ASSIGNMENT
Restate the records word for word, omitting nothing.

Records drawn from a dataset:

..............................

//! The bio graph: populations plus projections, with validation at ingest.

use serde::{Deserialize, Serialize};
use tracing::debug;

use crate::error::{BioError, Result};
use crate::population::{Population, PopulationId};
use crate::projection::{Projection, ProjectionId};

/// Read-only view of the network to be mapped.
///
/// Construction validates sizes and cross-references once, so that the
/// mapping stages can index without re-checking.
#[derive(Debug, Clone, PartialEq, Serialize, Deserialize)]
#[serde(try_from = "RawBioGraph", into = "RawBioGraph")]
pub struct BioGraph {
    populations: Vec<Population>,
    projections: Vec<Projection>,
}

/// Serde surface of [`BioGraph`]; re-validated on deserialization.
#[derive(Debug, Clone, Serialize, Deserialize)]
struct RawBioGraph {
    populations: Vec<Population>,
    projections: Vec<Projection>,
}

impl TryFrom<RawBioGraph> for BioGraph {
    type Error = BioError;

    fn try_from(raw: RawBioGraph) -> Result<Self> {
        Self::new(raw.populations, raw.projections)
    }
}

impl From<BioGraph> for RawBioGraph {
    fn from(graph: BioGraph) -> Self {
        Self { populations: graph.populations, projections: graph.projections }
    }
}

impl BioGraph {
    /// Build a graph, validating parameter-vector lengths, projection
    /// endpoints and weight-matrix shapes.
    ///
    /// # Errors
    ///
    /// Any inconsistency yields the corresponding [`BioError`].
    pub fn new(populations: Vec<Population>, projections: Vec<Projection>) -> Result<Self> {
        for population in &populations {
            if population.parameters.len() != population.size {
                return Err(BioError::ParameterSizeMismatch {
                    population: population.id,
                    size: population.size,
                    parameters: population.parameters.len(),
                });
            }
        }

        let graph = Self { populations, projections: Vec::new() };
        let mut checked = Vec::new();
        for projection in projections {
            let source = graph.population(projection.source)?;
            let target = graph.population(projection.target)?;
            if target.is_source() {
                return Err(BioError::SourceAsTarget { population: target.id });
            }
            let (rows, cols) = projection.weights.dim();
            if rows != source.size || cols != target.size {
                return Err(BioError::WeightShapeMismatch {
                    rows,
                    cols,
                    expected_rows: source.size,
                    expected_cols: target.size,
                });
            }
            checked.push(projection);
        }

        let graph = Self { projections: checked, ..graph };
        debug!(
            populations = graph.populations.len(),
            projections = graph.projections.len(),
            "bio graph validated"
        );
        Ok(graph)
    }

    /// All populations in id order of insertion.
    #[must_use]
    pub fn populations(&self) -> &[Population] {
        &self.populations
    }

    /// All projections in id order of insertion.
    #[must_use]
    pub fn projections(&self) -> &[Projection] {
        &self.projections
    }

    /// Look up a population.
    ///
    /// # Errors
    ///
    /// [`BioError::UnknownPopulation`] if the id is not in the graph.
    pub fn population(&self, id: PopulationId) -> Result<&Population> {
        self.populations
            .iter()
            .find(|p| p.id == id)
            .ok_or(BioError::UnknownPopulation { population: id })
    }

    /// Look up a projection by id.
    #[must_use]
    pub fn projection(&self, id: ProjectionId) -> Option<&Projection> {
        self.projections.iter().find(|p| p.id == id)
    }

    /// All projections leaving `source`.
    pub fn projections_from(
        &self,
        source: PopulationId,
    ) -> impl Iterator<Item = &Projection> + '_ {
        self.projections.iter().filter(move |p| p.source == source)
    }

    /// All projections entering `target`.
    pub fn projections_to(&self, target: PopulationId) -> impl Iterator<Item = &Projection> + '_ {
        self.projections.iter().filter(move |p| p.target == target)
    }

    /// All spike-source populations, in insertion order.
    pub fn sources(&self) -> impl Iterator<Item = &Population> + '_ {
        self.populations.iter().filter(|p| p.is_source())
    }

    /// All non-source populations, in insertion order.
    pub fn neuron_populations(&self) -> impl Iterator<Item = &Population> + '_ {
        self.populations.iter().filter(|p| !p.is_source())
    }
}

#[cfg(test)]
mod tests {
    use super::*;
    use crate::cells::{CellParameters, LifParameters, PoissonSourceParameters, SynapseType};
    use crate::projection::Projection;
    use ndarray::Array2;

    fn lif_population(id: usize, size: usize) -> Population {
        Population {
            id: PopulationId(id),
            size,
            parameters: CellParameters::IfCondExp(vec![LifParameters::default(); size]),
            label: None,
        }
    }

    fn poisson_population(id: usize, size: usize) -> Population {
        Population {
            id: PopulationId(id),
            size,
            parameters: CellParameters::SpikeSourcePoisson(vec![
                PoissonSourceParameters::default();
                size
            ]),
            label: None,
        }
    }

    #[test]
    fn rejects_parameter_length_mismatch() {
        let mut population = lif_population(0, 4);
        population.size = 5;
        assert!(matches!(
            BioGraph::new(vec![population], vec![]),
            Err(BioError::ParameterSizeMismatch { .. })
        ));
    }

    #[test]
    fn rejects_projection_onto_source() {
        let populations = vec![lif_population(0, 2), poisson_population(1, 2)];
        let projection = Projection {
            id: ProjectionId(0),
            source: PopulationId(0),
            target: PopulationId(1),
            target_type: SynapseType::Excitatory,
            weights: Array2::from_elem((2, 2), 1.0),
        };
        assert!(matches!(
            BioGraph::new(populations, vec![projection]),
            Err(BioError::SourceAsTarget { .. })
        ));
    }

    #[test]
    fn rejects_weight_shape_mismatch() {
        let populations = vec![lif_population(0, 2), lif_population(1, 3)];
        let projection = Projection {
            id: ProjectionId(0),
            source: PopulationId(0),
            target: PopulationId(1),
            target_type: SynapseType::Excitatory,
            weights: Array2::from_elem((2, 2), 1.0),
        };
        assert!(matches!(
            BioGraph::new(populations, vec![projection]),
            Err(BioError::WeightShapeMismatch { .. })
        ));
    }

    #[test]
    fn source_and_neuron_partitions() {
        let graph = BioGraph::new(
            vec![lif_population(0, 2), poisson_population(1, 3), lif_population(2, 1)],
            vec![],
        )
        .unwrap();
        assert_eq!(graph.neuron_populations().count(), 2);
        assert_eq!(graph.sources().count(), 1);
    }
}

..............................

TASK RESPONSE
//! The bio graph: populations plus projections, with validation at ingest.

use serde::{Deserialize, Serialize};
use tracing::debug;

use crate::error::{BioError, Result};
use crate::population::{Population, PopulationId};
use crate::projection::{Projection, ProjectionId};

/// Read-only view of the network to be mapped.
///
/// Construction validates sizes and cross-references once, so that the
/// mapping stages can index without re-checking.
#[derive(Debug, Clone, PartialEq, Serialize, Deserialize)]
#[serde(try_from = "RawBioGraph", into = "RawBioGraph")]
pub struct BioGraph {
    populations: Vec<Population>,
    projections: Vec<Projection>,
}

/// Serde surface of [`BioGraph`]; re-validated on deserialization.
#[derive(Debug, Clone, Serialize, Deserialize)]
struct RawBioGraph {
    populations: Vec<Population>,
    projections: Vec<Projection>,
}

impl TryFrom<RawBioGraph> for BioGraph {
    type Error = BioError;

    fn try_from(raw: RawBioGraph) -> Result<Self> {
        Self::new(raw.populations, raw.projections)
    }
}

impl From<BioGraph> for RawBioGraph {
    fn from(graph: BioGraph) -> Self {
        Self { populations: graph.populations, projections: graph.projections }
    }
}

impl BioGraph {
    /// Build a graph, validating parameter-vector lengths, projection
    /// endpoints and weight-matrix shapes.
    ///
    /// # Errors
    ///
    /// Any inconsistency yields the corresponding [`BioError`].
    pub fn new(populations: Vec<Population>, projections: Vec<Projection>) -> Result<Self> {
        for population in &populations {
            if population.parameters.len() != population.size {
                return Err(BioError::ParameterSizeMismatch {
                    population: population.id,
                    size: population.size,
                    parameters: population.parameters.len(),
                });
            }
        }

        let graph = Self { populations, projections: Vec::new() };
        let mut checked = Vec::new();
        for projection in projections {
            let source = graph.population(projection.source)?;
            let target = graph.population(projection.target)?;
            if target.is_source() {
                return Err(BioError::SourceAsTarget { population: target.id });
            }
            let (rows, cols) = projection.weights.dim();
            if rows != source.size || cols != target.size {
                return Err(BioError::WeightShapeMismatch {
                    rows,
                    cols,
                    expected_rows: source.size,
                    expected_cols: target.size,
                });
            }
            checked.push(projection);
        }

        let graph = Self { projections: checked, ..graph };
        debug!(
            populations = graph.populations.len(),
            projections = graph.projections.len(),
            "bio graph validated"
        );
        Ok(graph)
    }

    /// All populations in id order of insertion.
    #[must_use]
    pub fn populations(&self) -> &[Population] {
        &self.populations
    }

    /// All projections in id order of insertion.
    #[must_use]
    pub fn projections(&self) -> &[Projection] {
        &self.projections
    }

    /// Look up a population.
    ///
    /// # Errors
    ///
    /// [`BioError::UnknownPopulation`] if the id is not in the graph.
    pub fn population(&self, id: PopulationId) -> Result<&Population> {
        self.populations
            .iter()
            .find(|p| p.id == id)
            .ok_or(BioError::UnknownPopulation { population: id })
    }

    /// Look up a projection by id.
    #[must_use]
    pub fn projection(&self, id: ProjectionId) -> Option<&Projection> {
        self.projections.iter().find(|p| p.id == id)
    }

    /// All projections leaving `source`.
    pub fn projections_from(
        &self,
        source: PopulationId,
    ) -> impl Iterator<Item = &Projection> + '_ {
        self.projections.iter().filter(move |p| p.source == source)
    }

    /// All projections entering `target`.
    pub fn projections_to(&self, target: PopulationId) -> impl Iterator<Item = &Projection> + '_ {
        self.projections.iter().filter(move |p| p.target == target)
    }

    /// All spike-source populations, in insertion order.
    pub fn sources(&self) -> impl Iterator<Item = &Population> + '_ {
        self.populations.iter().filter(|p| p.is_source())
    }

    /// All non-source populations, in insertion order.
    pub fn neuron_populations(&self) -> impl Iterator<Item = &Population> + '_ {
        self.populations.iter().filter(|p| !p.is_source())
    }
}

#[cfg(test)]
mod tests {
    use super::*;
    use crate::cells::{CellParameters, LifParameters, PoissonSourceParameters, SynapseType};
    use crate::projection::Projection;
    use ndarray::Array2;

    fn lif_population(id: usize, size: usize) -> Population {
        Population {
            id: PopulationId(id),
            size,
            parameters: CellParameters::IfCondExp(vec![LifParameters::default(); size]),
            label: None,
        }
    }

    fn poisson_population(id: usize, size: usize) -> Population {
        Population {
            id: PopulationId(id),
            size,
            parameters: CellParameters::SpikeSourcePoisson(vec![
                PoissonSourceParameters::default();
                size
            ]),
            label: None,
        }
    }

    #[test]
    fn rejects_parameter_length_mismatch() {
        let mut population = lif_population(0, 4);
        population.size = 5;
        assert!(matches!(
            BioGraph::new(vec![population], vec![]),
            Err(BioError::ParameterSizeMismatch { .. })
        ));
    }

    #[test]
    fn rejects_projection_onto_source() {
        let populations = vec![lif_population(0, 2), poisson_population(1, 2)];
        let projection = Projection {
            id: ProjectionId(0),
            source: PopulationId(0),
            target: PopulationId(1),
            target_type: SynapseType::Excitatory,
            weights: Array2::from_elem((2, 2), 1.0),
        };
        assert!(matches!(
            BioGraph::new(populations, vec![projection]),
            Err(BioError::SourceAsTarget { .. })
        ));
    }

    #[test]
    fn rejects_weight_shape_mismatch() {
        let populations = vec![lif_population(0, 2), lif_population(1, 3)];
        let projection = Projection {
            id: ProjectionId(0),
            source: PopulationId(0),
            target: PopulationId(1),
            target_type: SynapseType::Excitatory,
            weights: Array2::from_elem((2, 2), 1.0),
        };
        assert!(matches!(
            BioGraph::new(populations, vec![projection]),
            Err(BioError::WeightShapeMismatch { .. })
        ));
    }

    #[test]
    fn source_and_neuron_partitions() {
        let graph = BioGraph::new(
            vec![lif_population(0, 2), poisson_population(1, 3), lif_population(2, 1)],
            vec![],
        )
        .unwrap();
        assert_eq!(graph.neuron_populations().count(), 2);
        assert_eq!(graph.sources().count(), 1);
    }
}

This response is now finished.